RECORD SET:

──────

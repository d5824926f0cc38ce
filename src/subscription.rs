use crate::device::{FaderSnapshot, MixPointSnapshot, MuteSnapshot, VolumeSnapshot};
use crate::error::{Dfr22Error, Result};
use crate::types::SocketStatus;
use tokio::sync::broadcast;

/// Notification from the client
///
/// State events carry the full current snapshot of their category, not
/// only the field that changed.
#[derive(Debug, Clone, PartialEq)]
pub enum Event {
    /// An input, output or mix-point gain changed
    VolumeChanged(VolumeSnapshot),

    /// An input or output mute flag changed
    MuteChanged(MuteSnapshot),

    /// A pre-mix fader changed
    FaderChanged(FaderSnapshot),

    /// A mix point was switched on or off
    MixPointChanged(MixPointSnapshot),

    /// The socket reported a new status
    ConnectionStatus(SocketStatus),

    /// The client became initialized (`true`) or was torn down (`false`)
    InitializedStatus(bool),
}

/// Receiver for client events
pub struct EventReceiver {
    rx: broadcast::Receiver<Event>,
}

impl EventReceiver {
    /// Create a new event receiver
    pub(crate) fn new(rx: broadcast::Receiver<Event>) -> Self {
        Self { rx }
    }

    /// Receive the next event
    ///
    /// Returns `ConnectionClosed` once the client has been dropped.
    pub async fn recv(&mut self) -> Result<Event> {
        self.rx.recv().await.map_err(|e| match e {
            broadcast::error::RecvError::Closed => Dfr22Error::ConnectionClosed,
            broadcast::error::RecvError::Lagged(n) => {
                Dfr22Error::ChannelError(format!("Lagged by {} messages", n))
            }
        })
    }

    /// Try to receive an event without blocking
    ///
    /// Returns `None` if no event is available.
    pub fn try_recv(&mut self) -> Result<Option<Event>> {
        match self.rx.try_recv() {
            Ok(event) => Ok(Some(event)),
            Err(broadcast::error::TryRecvError::Empty) => Ok(None),
            Err(broadcast::error::TryRecvError::Closed) => Err(Dfr22Error::ConnectionClosed),
            Err(broadcast::error::TryRecvError::Lagged(n)) => {
                Err(Dfr22Error::ChannelError(format!("Lagged by {} messages", n)))
            }
        }
    }
}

──────

HOW TO COMPLETE THIS TASK: Copy all lines from the material above that hold the word "TryRecvError".

COMPLETED TASK:
            Err(broadcast::error::TryRecvError::Empty) => Ok(None),
            Err(broadcast::error::TryRecvError::Closed) => Err(Dfr22Error::ConnectionClosed),
            Err(broadcast::error::TryRecvError::Lagged(n)) => {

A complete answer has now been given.